*** MATERIAL SUPPLIED ***
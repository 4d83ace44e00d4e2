//! A panicking rule fails only its own violation; the rest of the batch still lands.

use mendyard::policy::Policy;
use mendyard::rules::RuleSet;
use mendyard::types::{BatchStatus, ViolationStatus};
use mendyard::RunOptions;

use crate::common::{api, read, viol, workspace, PanickingRule, TestEmitter};

#[test]
fn panic_is_contained_to_one_violation() {
    let td = workspace(&[("a.py", "x = 1  \ny = 2\n")]);
    let root = td.path();
    let facts = TestEmitter::default();
    let api = api(&facts, Policy::default(), root)
        .with_rules(RuleSet::builtin().with_rule(PanickingRule("X900")));

    let report = api
        .run(
            api.plan(vec![viol("a.py", 1, "W291", ""), viol("a.py", 2, "X900", "")]),
            RunOptions::default(),
        )
        .unwrap();
    assert_eq!(read(root, "a.py"), "x = 1\ny = 2\n");
    let b = &report.batches[0];
    assert_eq!(b.status, BatchStatus::Partial);
    assert_eq!(b.successes, 1);
    assert_eq!(b.failures, 1);
    let panicked = b.outcomes.iter().find(|o| o.code == "X900").unwrap();
    assert_eq!(panicked.status, ViolationStatus::Failed);
    assert!(panicked.reason.starts_with("rule-error"));
    assert!(report.is_success());
}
***
▶ **INSTRUCTIONS FOR THE TASK**
The span to give again runs from the line with "assert_eq!(b.failures, 1);" through the last line of the records above; reproduce it exactly and nothing more.

▶ **ANSWER FOR THE TASK**
    assert_eq!(b.failures, 1);
    let panicked = b.outcomes.iter().find(|o| o.code == "X900").unwrap();
    assert_eq!(panicked.status, ViolationStatus::Failed);
    assert!(panicked.reason.starts_with("rule-error"));
    assert!(report.is_success());
}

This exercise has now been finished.